The Brighter Pathway

February 26, 2025

My mind and heart have relocated to a place three hundred miles north of here since I learned that Northland College is set to close at the end of May. A year of drastic cuts has failed to address the long history of mismanagement that helped bring about these cuts in the first place. Coupled with the return of true winter (last week, anyway), the news has left me not all there as I move through the world.

It’s not a new sensation to anyone who follows politics or who, like me, studies the effects that humans have on our natural resources. As Aldo Leopold himself wrote, “One of the penalties of an ecological education is that one lives alone in a world of wounds.” There is plenty of loss to be felt on all fronts. It’s especially frustrating when others aren’t aware of the loss, or when one person or group feels pressured to solve the problem alone.
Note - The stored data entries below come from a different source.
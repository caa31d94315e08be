// Copyright (c) 2025 Fabstir
// SPDX-License-Identifier: BUSL-1.1
use anyhow::{Context, Result};
use std::net::SocketAddr;
use std::time::Duration;
use tokio::sync::oneshot;
use tokio::task::JoinHandle;
use tracing::{info, warn};

use super::http_server::{create_app, AppState, RouterLimits};
use crate::config::NodeConfig;

#[derive(Debug, Clone)]
pub struct ApiConfig {
    pub listen_addr: String,
    pub request_timeout: Duration,
    /// How long `shutdown` waits for in-flight requests
    pub shutdown_timeout: Duration,
}

impl Default for ApiConfig {
    fn default() -> Self {
        Self {
            listen_addr: "127.0.0.1:8080".to_string(),
            request_timeout: Duration::from_secs(30),
            shutdown_timeout: Duration::from_secs(30),
        }
    }
}

impl From<&NodeConfig> for ApiConfig {
    fn from(config: &NodeConfig) -> Self {
        Self {
            listen_addr: config.listen_addr.clone(),
            request_timeout: Duration::from_secs(config.request_timeout_secs),
            ..Self::default()
        }
    }
}

/// HTTP server running in a background task
pub struct ApiServer {
    addr: SocketAddr,
    config: ApiConfig,
    shutdown_tx: Option<oneshot::Sender<()>>,
    handle: Option<JoinHandle<()>>,
}

impl ApiServer {
    /// Bind the listener and start serving
    ///
    /// Binding happens before this returns, so `local_addr` reports the real
    /// port when listening on port 0.
    pub async fn new(config: ApiConfig, state: AppState) -> Result<Self> {
        let addr: SocketAddr = config
            .listen_addr
            .parse()
            .with_context(|| format!("Invalid listen address {}", config.listen_addr))?;

        let listener = tokio::net::TcpListener::bind(addr)
            .await
            .with_context(|| format!("Failed to bind {}", addr))?;
        let actual_addr = listener.local_addr()?;

        let limits = RouterLimits::for_state(&state, config.request_timeout);
        let app = create_app(state, limits);
        let (shutdown_tx, shutdown_rx) = oneshot::channel::<()>();

        let handle = tokio::spawn(async move {
            let serve_future = axum::serve(listener, app).with_graceful_shutdown(async move {
                let _ = shutdown_rx.await;
            });

            if let Err(e) = serve_future.await {
                warn!("HTTP server stopped with error: {}", e);
            }
        });

        info!("API server listening on {}", actual_addr);

        Ok(Self {
            addr: actual_addr,
            config,
            shutdown_tx: Some(shutdown_tx),
            handle: Some(handle),
        })
    }

    pub fn local_addr(&self) -> SocketAddr {
        self.addr
    }

    /// Stop accepting connections and wait for in-flight requests
    pub async fn shutdown(mut self) {
        if let Some(tx) = self.shutdown_tx.take() {
            let _ = tx.send(());
        }
        if let Some(handle) = self.handle.take() {
            if tokio::time::timeout(self.config.shutdown_timeout, handle)
                .await
                .is_err()
            {
                warn!(
                    "Server did not drain within {:?}",
                    self.config.shutdown_timeout
                );
            }
        }
        info!("API server on {} stopped", self.addr);
    }
}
I experienced both after I graduated from Northland with a degree in natural resources. Loved ones and strangers alike told me with a straight face that I was going to “save the world.” Not only was this an absurd thought, but it also caused 22-year-old Grace some difficulty as I strived to fulfill the hopes of everyone around me.

While my professors at Northland didn’t shy away from talking about the world’s problems, they also saved us from drowning in despair. My classmates and I learned that we can lay the foundation for a better society by making a small difference in our communities while others do the same. There was still a charge to “save the world”, but it was a collective one. Those four years spent next to Lake Superior taught me to create my own (often unorthodox) solutions and to speak up for myself when, inevitably, an opportunity didn’t just fall into my lap.

Instead of seeing every day through the lens of my failure to save the world, I realized thanks to Northland that every day is a chance to put new steps into practice locally. Of course, contacting or even becoming an elected official is always a good idea. But it’s also true that we can make the places around us better starting right now.

As I sit here in Spring Green in 2025, I am warmed by gratitude for these skills that have translated so readily into my life – and prepared me to face this most recent loss.

“Life is made of highways, built by human hands;

On them, all are toiling, from near and distant lands;

Some build straight and true; others lose their way –

Help us make our roads more fair, as we labor day by day.

Make us builders mighty of everything that’s good;

Make our pathways brighter, as we do things we should;

Help us to be kind to those who need our care;

Father, help us do thy will, and a highway shall be there!”

– Northland College Hymn

5 thoughts on “The Brighter Pathway

  1. Hi, Grace! I appreciated your piece very much. A close friend’s son attended Northland College, too. What a loss! And UW-Richland was dear to me. I loved our mission.

    But it’s spring soon. Time to enjoy the earth’s awakening.

    Oh, enjoyed the APT piece on you. So happy you’re working there.